Employer’s Liability Insurance (Coverage B) was later added to the workers’ compensation policy and is intended to provide coverage to the employer in the unexpected event of a suit by an employee.
Osborne Insurance Agency oversees all aspects of a workers’ compensation file:
This ongoing process, which occurs throughout the policy year, is directed to making sure that our clients’ workers compensation insurance is maintained at the lowest possible cost.
Independent contractors or subcontractors are not covered by the insured employer’s workers’ compensation policy, nor is a premium charged for them. However, California laws and regulations are very liberally interpreted in favor of injured workers. If an independent contractor can be shown to have any or some of the elements of an employment relationship, the auditor is obligated to add payments to such individuals to the employer’s audited payroll and charge a premium for them. A few of the elements used to prove an employment relationship are: specific hours of employment, provision of tools, direction of how the work must be done. Some of these elements are codified and some are subjective. The best way to avoid being charged a premium for independent contractors is to insist on a certificate of workers’ compensation insurance, showing the details of the independent contractor’s coverage, before work may even begin. Many employers even require a certificate of insurance from individuals with no employees to establish proof of their independent status. In such situations the contractor can obtain coverage from the State Compensation Insurance Fund. We strongly recommend this procedure.
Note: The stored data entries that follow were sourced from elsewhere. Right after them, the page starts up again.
//! Connectivity from OS network interface notifications.

use std::sync::mpsc as std_mpsc;
use std::thread;

use async_stream::stream;
use connectivity_core::logging::targets;
use connectivity_core::{ConnectivityProvider, Status, StatusStream};
use futures_util::StreamExt;
use futures_util::future::ready;
use futures_util::stream;
use tokio::sync::{mpsc, oneshot};
use tokio_stream::wrappers::UnboundedReceiverStream;
use tracing::{debug, error, trace};

use crate::error::{DeviceError, Result};
use crate::interface::{InterfaceType, NetworkInterface};

/// Derive a status from an interface snapshot.
///
/// Connected when the default-route interface is usable, or when any
/// usable interface that is not virtual exists. Metered when traffic goes
/// over cellular: the default-route interface is cellular, or, with no
/// usable default route, every usable interface is.
pub fn status_from_interfaces(
    interfaces: &[NetworkInterface],
    default_interface: Option<&NetworkInterface>,
) -> Status {
    let default_interface = default_interface.filter(|iface| iface.is_usable());

    if let Some(iface) = default_interface {
        return Status::Connected {
            metered: iface.is_cellular(),
        };
    }

    let mut usable = interfaces.iter().filter(|iface| {
        iface.is_usable() && iface.interface_type != InterfaceType::Virtual
    });

    match usable.next() {
        None => Status::Disconnected,
        Some(first) => Status::Connected {
            metered: first.is_cellular() && usable.all(NetworkInterface::is_cellular),
        },
    }
}

/// A [`ConnectivityProvider`] driven by OS interface-change notifications.
///
/// Each call to [`monitor`](ConnectivityProvider::monitor) registers its own
/// watch on a dedicated thread. The stream yields the current status as soon
/// as the watch is registered, then a new status whenever an interface change
/// alters it. Dropping the stream deregisters the watch.
#[derive(Debug, Clone, Copy, Default)]
pub struct DeviceProvider;

impl DeviceProvider {
    /// Create a provider.
    pub fn new() -> Self {
        Self
    }

    /// Query the current status synchronously.
    pub fn current_status() -> Status {
        let interfaces = NetworkInterface::list();
        let default_interface = NetworkInterface::default_interface();
        status_from_interfaces(&interfaces, default_interface.as_ref())
    }
}

impl ConnectivityProvider for DeviceProvider {
    fn monitor(&self) -> StatusStream {
        let (updates, receiver) = mpsc::unbounded_channel();
        let (registered_tx, registered_rx) = oneshot::channel();
        let (stop_tx, stop_rx) = std_mpsc::channel::<()>();

        if let Err(err) = spawn_watcher(updates, registered_tx, stop_rx) {
            let err = DeviceError::Spawn(err);
            error!(target: targets::DEVICE, error = %err, "Interface watch unavailable, reporting disconnected");
            return stream::once(ready(Status::Disconnected)).boxed();
        }

        watch_stream(registered_rx, receiver, stop_tx)
    }
}

/// Register an interface watch on its own thread.
///
/// Once registered, the thread reports the current status through
/// `registered` and keeps the watch alive until every sender for `stop` is
/// dropped.
fn spawn_watcher(
    updates: mpsc::UnboundedSender<Status>,
    registered: oneshot::Sender<Result<Status>>,
    stop: std_mpsc::Receiver<()>,
) -> std::io::Result<()> {
    thread::Builder::new()
        .name("connectivity-watch".into())
        .spawn(move || {
            let watch = netwatcher::watch_interfaces(move |_update| {
                let status = DeviceProvider::current_status();
                trace!(target: targets::DEVICE, %status, "Interfaces changed");
                let _ = updates.send(status);
            });

            match watch {
                Ok(handle) => {
                    let _ = registered.send(Ok(DeviceProvider::current_status()));
                    let _ = stop.recv();
                    drop(handle);
                    debug!(target: targets::DEVICE, "Interface watch deregistered");
                }
                Err(err) => {
                    let _ = registered.send(Err(DeviceError::Watch(err.to_string())));
                }
            }
        })?;
    Ok(())
}

/// Wait for the watch registration without blocking the runtime, then yield
/// the initial status and every change after it.
///
/// A failed registration yields a single [`Status::Disconnected`].
fn watch_stream<G>(
    registered: oneshot::Receiver<Result<Status>>,
    updates: mpsc::UnboundedReceiver<Status>,
    guard: G,
) -> StatusStream
where
    G: Send + 'static,
{
    stream! {
        let registration = registered
            .await
            .unwrap_or(Err(DeviceError::WatcherExited));

        match registration {
            Ok(initial) => {
                debug!(target: targets::DEVICE, status = %initial, "Interface watch registered");
                let mut changes = status_changes(initial, updates, guard);
                while let Some(status) = changes.next().await {
                    yield status;
                }
            }
            Err(err) => {
                error!(target: targets::DEVICE, error = %err, "Interface watch unavailable, reporting disconnected");
                yield Status::Disconnected;
            }
        }
    }
    .boxed()
}

/// Yield `initial`, then every value from `updates` that differs from the
/// previous one. `guard` is kept alive for as long as the stream.
fn status_changes<G>(initial: Status, updates: mpsc::UnboundedReceiver<Status>, guard: G) -> StatusStream
where
    G: Send + 'static,
{
    let mut last = initial;
    let changes = UnboundedReceiverStream::new(updates).filter(move |status| {
        let changed = *status != last;
        last = *status;
        ready(changed)
    });

    stream::once(ready(initial))
        .chain(changes)
        .map(move |status| {
            let _watch = &guard;
            status
        })
        .boxed()
}

#[cfg(test)]
mod tests {
    use super::*;
    use std::net::Ipv4Addr;
    use std::sync::Arc;
    use std::sync::atomic::{AtomicBool, Ordering};

    fn iface(name: &str, interface_type: InterfaceType, up: bool, addressed: bool) -> NetworkInterface {
        NetworkInterface {
            name: name.into(),
            description: String::new(),
            ipv4_addresses: if addressed {
                vec![Ipv4Addr::new(10, 0, 0, 2)]
            } else {
                Vec::new()
            },
            ipv6_addresses: Vec::new(),
            interface_type,
            is_up: up,
            index: 1,
        }
    }

    #[test]
    fn test_no_interfaces_is_disconnected() {
        assert_eq!(status_from_interfaces(&[], None), Status::Disconnected);
    }

    #[test]
    fn test_loopback_only_is_disconnected() {
        let interfaces = [iface("lo", InterfaceType::Loopback, true, true)];
        assert_eq!(status_from_interfaces(&interfaces, None), Status::Disconnected);
    }

    #[test]
    fn test_down_or_unaddressed_is_disconnected() {
        let interfaces = [
            iface("eth0", InterfaceType::Ethernet, false, true),
            iface("wlan0", InterfaceType::WiFi, true, false),
        ];
        assert_eq!(status_from_interfaces(&interfaces, None), Status::Disconnected);
    }

    #[test]
    fn test_virtual_only_is_disconnected() {
        let interfaces = [iface("docker0", InterfaceType::Virtual, true, true)];
        assert_eq!(status_from_interfaces(&interfaces, None), Status::Disconnected);
    }

    #[test]
    fn test_wifi_default_is_unmetered() {
        let wifi = iface("wlan0", InterfaceType::WiFi, true, true);
        let cell = iface("wwan0", InterfaceType::Cellular, true, true);
        let interfaces = [wifi.clone(), cell];
        assert_eq!(
            status_from_interfaces(&interfaces, Some(&wifi)),
            Status::Connected { metered: false }
        );
    }

    #[test]
    fn test_cellular_default_is_metered() {
        let wifi = iface("wlan0", InterfaceType::WiFi, true, true);
        let cell = iface("wwan0", InterfaceType::Cellular, true, true);
        let interfaces = [wifi, cell.clone()];
        assert_eq!(
            status_from_interfaces(&interfaces, Some(&cell)),
            Status::Connected { metered: true }
        );
    }

    #[test]
    fn test_without_default_route_metered_only_if_all_cellular() {
        let cell = iface("rmnet0", InterfaceType::Cellular, true, true);
        let eth = iface("eth0", InterfaceType::Ethernet, true, true);

        assert_eq!(
            status_from_interfaces(&[cell.clone()], None),
            Status::Connected { metered: true }
        );
        assert_eq!(
            status_from_interfaces(&[cell, eth], None),
            Status::Connected { metered: false }
        );
    }

    #[test]
    fn test_unusable_default_falls_back_to_scan() {
        let stale = iface("eth0", InterfaceType::Ethernet, false, true);
        let cell = iface("wwan0", InterfaceType::Cellular, true, true);
        assert_eq!(
            status_from_interfaces(&[stale.clone(), cell], Some(&stale)),
            Status::Connected { metered: true }
        );
    }

    #[tokio::test]
    async fn test_registration_is_awaited_on_the_runtime() {
        let (registered_tx, registered_rx) = oneshot::channel();
        let (tx, rx) = mpsc::unbounded_channel();
        let mut statuses = watch_stream(registered_rx, rx, ());

        // Registration completes on another task of this single-threaded
        // runtime, so waiting for it must not block the thread.
        tokio::spawn(async move {
            tokio::task::yield_now().await;
            let _ = registered_tx.send(Ok(Status::Connected { metered: true }));
        });

        assert_eq!(statuses.next().await, Some(Status::Connected { metered: true }));
        tx.send(Status::Disconnected).unwrap();
        assert_eq!(statuses.next().await, Some(Status::Disconnected));
    }

    #[tokio::test]
    async fn test_failed_registration_reports_disconnected_once() {
        let (registered_tx, registered_rx) = oneshot::channel();
        let (_tx, rx) = mpsc::unbounded_channel();
        registered_tx
            .send(Err(DeviceError::Watch("permission denied".into())))
            .unwrap();

        let statuses: Vec<Status> = watch_stream(registered_rx, rx, ()).collect().await;
        assert_eq!(statuses, vec![Status::Disconnected]);
    }

    #[tokio::test]
    async fn test_exited_watcher_reports_disconnected() {
        let (registered_tx, registered_rx) = oneshot::channel::<Result<Status>>();
        let (_tx, rx) = mpsc::unbounded_channel();
        drop(registered_tx);

        let statuses: Vec<Status> = watch_stream(registered_rx, rx, ()).collect().await;
        assert_eq!(statuses, vec![Status::Disconnected]);
    }

    struct DropFlag(Arc<AtomicBool>);

    impl Drop for DropFlag {
        fn drop(&mut self) {
            self.0.store(true, Ordering::SeqCst);
        }
    }

    #[tokio::test]
    async fn test_changes_skip_duplicates() {
        let (tx, rx) = mpsc::unbounded_channel();
        let dropped = Arc::new(AtomicBool::new(false));
        let mut statuses = status_changes(
            Status::Connected { metered: false },
            rx,
            DropFlag(Arc::clone(&dropped)),
        );

        tx.send(Status::Connected { metered: false }).unwrap();
        tx.send(Status::Disconnected).unwrap();
        tx.send(Status::Disconnected).unwrap();
        tx.send(Status::Connected { metered: true }).unwrap();
        drop(tx);

        let received: Vec<Status> = statuses.by_ref().collect().await;
        assert_eq!(
            received,
            vec![
                Status::Connected { metered: false },
                Status::Disconnected,
                Status::Connected { metered: true },
            ]
        );

        assert!(!dropped.load(Ordering::SeqCst));
        drop(statuses);
        assert!(dropped.load(Ordering::SeqCst));
    }
}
Every employer in California who pays an annual premium of about $7,500 (varies by company but is based on Loss Cost Rates times payroll totaling $19,900 over 3 years) is subject to Experience Rating by the Workers’ Compensation Insurance Rating Bureau. This is a multiplier of base premiums developed by each insurer. It is developed from an actuarial formula whose basis is the payroll paid by the employer and his actual claim amounts over a three-year period beginning up to 4 years and 9 months prior to the rating date. For example, the experience modification for a policy renewing on July 1, 2000 would typically be based on payroll and claims for the period July 1, 1996 to July 1, 1999. The purpose of experience rating is to apportion total premium costs among all employers by rewarding those with good experience and penalizing those with bad. The theory behind the formula is intended to place the heaviest emphasis on frequency of claims, as opposed to the more serious, but infrequent, ones. Thus, a firm with 20 claims totaling $115,000 could develop an experience modification of 1.36, while a firm with the same size payroll and classifications with 4 claims totaling the same amount could have an experience modification of .89. In no other area of this type of insurance is the benefit of a good loss control program more evident than its effect on an employers experience modification.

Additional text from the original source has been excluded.